Lugubre Lugdunum

 

       Les pleurs du ciel s'écoulaient sur les collines de la lugubre Lugdunum.

       Le laminoir du fleuve, cloqué par la pluie et la chape plombée du ciel, s'étaient confondus, comme deux murs infinis d'enceinte d'une formidable prison.

       Le ruban de mercure du Rhône à l'avance implacable se  tordait et se déchirait sans fin sur le gué de Saint~Jean.

       La basilique de Fourvière, fantasmagorique silhouette dans l'obscurité, avait brandi ses sinistres tours, comme un geste de menace sur la ville.

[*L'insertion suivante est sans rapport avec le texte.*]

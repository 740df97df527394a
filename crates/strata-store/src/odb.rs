//! The typed object façade: read-by-id and write-returning-id over any
//! [`ObjectStore`] backend.
//!
//! Write path: serialize the payload via the kind's codec, frame it, hash
//! the frame, compress, persist under the hash. Read path reverses each
//! step and additionally verifies that the recomputed hash matches the
//! requested id, so a corrupted backend can never hand back wrong content
//! under an id that claims integrity.

use strata_types::ObjectId;
use tracing::debug;

use crate::error::{StoreError, StoreResult};
use crate::object::Object;
use crate::traits::ObjectStore;
use crate::zlib;

/// Content-addressed object database over a raw store backend.
pub struct ObjectDb<S: ObjectStore> {
    store: S,
}

impl<S: ObjectStore> ObjectDb<S> {
    /// Wrap a backend.
    pub fn new(store: S) -> Self {
        Self { store }
    }

    /// The underlying backend.
    pub fn store(&self) -> &S {
        &self.store
    }

    /// Write an object and return its content address.
    ///
    /// Idempotent: rewriting an object that is already stored is a no-op
    /// observably.
    pub fn write(&self, object: &Object) -> StoreResult<ObjectId> {
        let framed = object.to_frame();
        let id = ObjectId::hash_frame(&framed);
        let compressed = zlib::compress(&framed)?;
        self.store.put(&id, &compressed)?;
        debug!(id = %id.short_hex(), kind = %object.kind(), "wrote object");
        Ok(id)
    }

    /// Read the object stored under `id`.
    ///
    /// The whole object round-trips or the operation fails; there is no
    /// partial-success mode.
    pub fn read(&self, id: &ObjectId) -> StoreResult<Object> {
        let compressed = self.store.get(id)?;
        let framed = zlib::decompress(&compressed)?;

        let computed = ObjectId::hash_frame(&framed);
        if computed != *id {
            return Err(StoreError::HashMismatch {
                requested: *id,
                computed,
            });
        }

        Ok(Object::from_frame(&framed)?)
    }

    /// Check whether an object exists without decoding it.
    pub fn contains(&self, id: &ObjectId) -> StoreResult<bool> {
        self.store.contains(id)
    }
}

impl<S: ObjectStore + std::fmt::Debug> std::fmt::Debug for ObjectDb<S> {
    fn fmt(&self, f: &mut std::fmt::Formatter<'_>) -> std::fmt::Result {
        f.debug_struct("ObjectDb").field("store", &self.store).finish()
    }
}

       La Croix~Rousse s'était fardée d'ocre orangé au crépuscule.

        L'ennuie et la peur avaient suinté lentement des ruelles étroites et coupantes du quartier de Saint~Jean.

       De roucoulantes gorges chaudes avaient bravé la nuit glycolique sous d'obscurs porches borgnes.

       Des passants anonymes fuyaient comme des traits courbés et sombres le long de murs lépreux.

       Le tic~tac décroissant de pas s'éloignait toujours pour mourrir dans la lointaine obscurité.

       L' entréee des traboules s'étaient faites regards de fours éteints.

       Les noctambules aux tiraillantes motivations s'étaient blotis dans des bars étroits et moites comme de vaginales et protectrices cavernes.

       Des bourgeois, tels des tonneaux des Danaïdes, avaient convergé chez Bocuse pour de pantagrueliques bacchanales.

       De lourdes tentures s'étaient refermées sur de secrètes fortunes derrières d'austères façades de maisons romaines aux tuiles rouges zizagantes.

       Les sociétés secrètes avaient opèré leurs transmutations alchimiques sous la protection du Grand Architecte.

       Les royalistes réunis évoquaient, depuis des lustres et appelaient de tout leur ame confiante, le retour de magnanimes Saint~Louis ou Henri le quatrième.

       Les flaques de la place de Bellecour reflètaient tous les spleens de Lyon.

       Lugubre Lugdunum qui avait dévoré mes vertes années, pourrais~je  jamais t'oublier ?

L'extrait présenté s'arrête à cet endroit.